Lead defense attorney Christopher McDowell cited discrepancies in hospital records: Kathy Wangler's body temperature was listed as 94 degrees in one place and 95.5 in another, and the squad report noted the patient had been intubated but the emergency physician indicated the procedure had not occurred because of her fixed mouth and stiff neck.
Under questioning by the defense, Barnett said body temperature varies from person to person in a range of 97 to 99.5 degrees. Medical records from a routine doctor's visit indicated Kathy Wangler's baseline reading at 97.5 degrees.
She also responded to McDowell's questioning that muscles become flaccid following death. Pointing to medical books lying on the defense table, the attorney asked whether she had heard of a certain type of spasm that causes sudden muscle contracture and she answered affirmatively. The cross examination also involved Wangler's statements about his wife's having a seizure.
"You don't seize when you're dead," Barnett said in reference to her opinion on the estimated time of death.
The forensic pathologist reported finding no soot in the dead woman's airway during autopsy, although photographs showed soot traces above a register in the room where she was found. Barnett indicated soot is common in fire victims who breathe in smoke and finding none was more consistent with an internal combustion source.
The presence of pink foamy fluid in the lungs indicated Kathy Wangler was "fighting to breathe" prior to death, according to Barnett.
Dr. Robert B. Forney, chief forensic toxicologist at the coroner's office, pegged the concentration of carbon monoxide level in the dead woman's blood at 69.6 percent. Tests pinpointed the presence of two anti-seizure medications. However, he admitted under questioning from the prosecution that some readily available drugs frequently do not show up in test results, which look for approximately 100 of an estimated 250,000 commonly used chemicals or drugs.
Mark Wangler looked away when Allen County Prosecutor Juergen Waldick showed a photograph of his wife's body taken in the emergency room. It was the only emotion he exhibited during the daylong proceeding other than shaking his head as if refuting some of the medical testimony.
Law enforcement officers called to the witness stand described what they saw in the home and attached two-car garage. Sgt. Phillip Sherrick said he walked through the unkempt home littered with clothing and shopping bags the morning of Kathy's death. He said he returned the following day after Wangler called to report finding considerable jewelry, multiple credit cards and $1,500 in cash in his wife's Lincoln Continental.
At some point during his second visit, Mark Wangler went into the garage, according to Sherrick's testimony. The officer said he followed and found Wangler "messing with" gas cans near a portable generator, a snowblower and a lawnmower. Upon questioning, the doctor indicated he was merely checking the cans to make sure there was enough gas to mow the lawn, Sherrick testified.

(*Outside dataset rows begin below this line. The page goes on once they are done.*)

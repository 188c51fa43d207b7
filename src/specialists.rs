// SPDX-License-Identifier: MIT
// SPDX-FileCopyrightText: 2025 Jonathan D. A. Jewell <hyperpolymath>

//! Eye specialist directory
//!
//! Physicians are stored as JSON lines with `name`, `disease`, `state`,
//! `location`, `experience` and `biography`. Lines that do not decode are skipped.

use serde::{Deserialize, Deserializer, Serialize};
use std::fs;
use std::path::{Path, PathBuf};
use tracing::{debug, warn};

use crate::config::SpecialistsConfig;
use crate::{OculareError, Result};

/// Extensions read when the directory path is a folder
const LISTING_EXTENSIONS: &[&str] = &["jsonl", "txt"];

#[derive(Debug, Clone, PartialEq, Eq, Serialize, Deserialize)]
pub struct Physician {
    pub name: String,
    /// Free text, may name several conditions
    pub disease: String,
    pub state: String,
    #[serde(default)]
    pub location: String,
    /// Years of practice; some listings write a number, others a phrase
    #[serde(default, deserialize_with = "text_or_number")]
    pub experience: String,
    #[serde(default)]
    pub biography: String,
}

fn text_or_number<'de, D>(deserializer: D) -> std::result::Result<String, D::Error>
where
    D: Deserializer<'de>,
{
    Ok(match serde_json::Value::deserialize(deserializer)? {
        serde_json::Value::String(text) => text,
        serde_json::Value::Null => String::new(),
        other => other.to_string(),
    })
}

impl Physician {
    /// Case-insensitive substring match; an empty filter matches everything
    pub fn matches(&self, disease: &str, state: &str) -> bool {
        contains_folded(&self.disease, disease) && contains_folded(&self.state, state)
    }
}

fn contains_folded(haystack: &str, needle: &str) -> bool {
    haystack.to_lowercase().contains(&needle.trim().to_lowercase())
}

/// Decode one listing, skipping blank and malformed lines
pub fn parse_listing(content: &str) -> Vec<Physician> {
    content
        .lines()
        .filter(|line| !line.trim().is_empty())
        .filter_map(|line| match serde_json::from_str(line.trim()) {
            Ok(physician) => Some(physician),
            Err(e) => {
                warn!("Skipping physician entry: {}", e);
                None
            }
        })
        .collect()
}

/// Physician listings on disk: a single JSONL file or a folder of them
pub struct SpecialistDirectory {
    path: PathBuf,
}

impl SpecialistDirectory {
    pub fn new<P: AsRef<Path>>(path: P) -> Self {
        Self {
            path: path.as_ref().to_path_buf(),
        }
    }

    pub fn from_config(config: &SpecialistsConfig) -> Self {
        Self::new(&config.path)
    }

    /// Every physician in the directory, in file then line order
    pub fn load(&self) -> Result<Vec<Physician>> {
        if !self.path.exists() {
            return Err(OculareError::DirectoryNotFound(
                self.path.display().to_string(),
            ));
        }

        if self.path.is_file() {
            return Ok(parse_listing(&fs::read_to_string(&self.path)?));
        }

        let mut files: Vec<PathBuf> = fs::read_dir(&self.path)?
            .filter_map(|entry| entry.ok().map(|e| e.path()))
            .filter(|p| p.is_file() && has_listing_extension(p))
            .collect();
        files.sort();

        let mut physicians = Vec::new();
        for file in &files {
            physicians.extend(parse_listing(&fs::read_to_string(file)?));
        }
        debug!("Loaded {} physicians from {} files", physicians.len(), files.len());
        Ok(physicians)
    }

    /// Physicians treating `disease` in `state`
    pub fn find(&self, disease: &str, state: &str) -> Result<Vec<Physician>> {
        Ok(self
            .load()?
            .into_iter()
            .filter(|p| p.matches(disease, state))
            .collect())
    }

    pub fn path(&self) -> &Path {
        &self.path
    }
}

fn has_listing_extension(path: &Path) -> bool {
    path.extension()
        .and_then(|e| e.to_str())
        .map(|e| LISTING_EXTENSIONS.contains(&e.to_ascii_lowercase().as_str()))
        .unwrap_or(false)
}

#[cfg(test)]
mod tests {
    use super::*;

    const LISTING: &str = r#"{"name": "Dr. Ana Ruiz", "disease": "Cataract, Glaucoma", "state": "California", "location": "Fresno", "experience": "12 years", "biography": "Anterior segment surgeon."}
not json at all
{"name": "Dr. Lee Park", "disease": "Diabetic Retinopathy", "state": "New York", "location": "Albany", "experience": 20, "biography": "Retina specialist."}

{"name": "Dr. Sam Odu", "disease": "glaucoma", "state": "North Carolina"}
{"name": "Missing fields"}
"#;

    #[test]
    fn malformed_lines_are_skipped() {
        let physicians = parse_listing(LISTING);
        assert_eq!(physicians.len(), 3);
        assert_eq!(physicians[1].experience, "20");
        assert_eq!(physicians[2].location, "");
    }

    #[test]
    fn filters_are_case_insensitive_substrings() {
        let physicians = parse_listing(LISTING);
        let names = |disease: &str, state: &str| -> Vec<String> {
            physicians
                .iter()
                .filter(|p| p.matches(disease, state))
                .map(|p| p.name.clone())
                .collect()
        };

        assert_eq!(names("GLAUCOMA", ""), vec!["Dr. Ana Ruiz", "Dr. Sam Odu"]);
        assert_eq!(names("glaucoma", "carolina"), vec!["Dr. Sam Odu"]);
        assert_eq!(names("retinopathy", "new york"), vec!["Dr. Lee Park"]);
        assert_eq!(names("", "").len(), 3);
        assert!(names("Cataract", "Texas").is_empty());
    }

    #[test]
    fn loads_a_single_file() {
        let dir = tempfile::tempdir().unwrap();
        let path = dir.path().join("physicians.txt");
        fs::write(&path, LISTING).unwrap();

        let found = SpecialistDirectory::new(&path).find("cataract", "california").unwrap();
        assert_eq!(found.len(), 1);
        assert_eq!(found[0].location, "Fresno");
    }

    #[test]
    fn loads_every_listing_in_a_folder() {
        let dir = tempfile::tempdir().unwrap();
        fs::write(dir.path().join("b.jsonl"), LISTING).unwrap();
        fs::write(
            dir.path().join("a.txt"),
            r#"{"name": "Dr. Kim", "disease": "Glaucoma", "state": "Ohio"}"#,
        )
        .unwrap();
        fs::write(dir.path().join("notes.md"), "# not a listing").unwrap();

        let all = SpecialistDirectory::new(dir.path()).load().unwrap();
        assert_eq!(all.len(), 4);
        assert_eq!(all[0].name, "Dr. Kim");
    }

    #[test]
    fn missing_directory_is_an_error() {
        let dir = tempfile::tempdir().unwrap();
        let err = SpecialistDirectory::new(dir.path().join("absent.txt"))
            .load()
            .unwrap_err();
        assert!(matches!(err, OculareError::DirectoryNotFound(_)));
    }
}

McDowell questioned Sherrick about possible movement of the generator. Sherrick said he had no idea if the generator, snowblower or lawnmower were operable.
Sherrick identified photographs showing soot residue above a register in the upstairs bedroom where Kathy was found. Firefighters found the highest level of carbon monoxide concentration in that room.
He also reported finding the window open and a fan operating in the master bedroom. He noticed a wet area on the master bathroom floor and a sulphur-like smell, attributing the discoveries to Mark Wangler's statements about his wife's causing the toilet to overflow.
Investigator Mark Murphy was grilled by attorneys from the prosecution and defense regarding hoses found in the storage compartment of an older model motorhome parked in the Wangler driveway. There was no attempt to link the hoses to any of the items in the garage.
Testimony resumed at 8:30 a.m. today.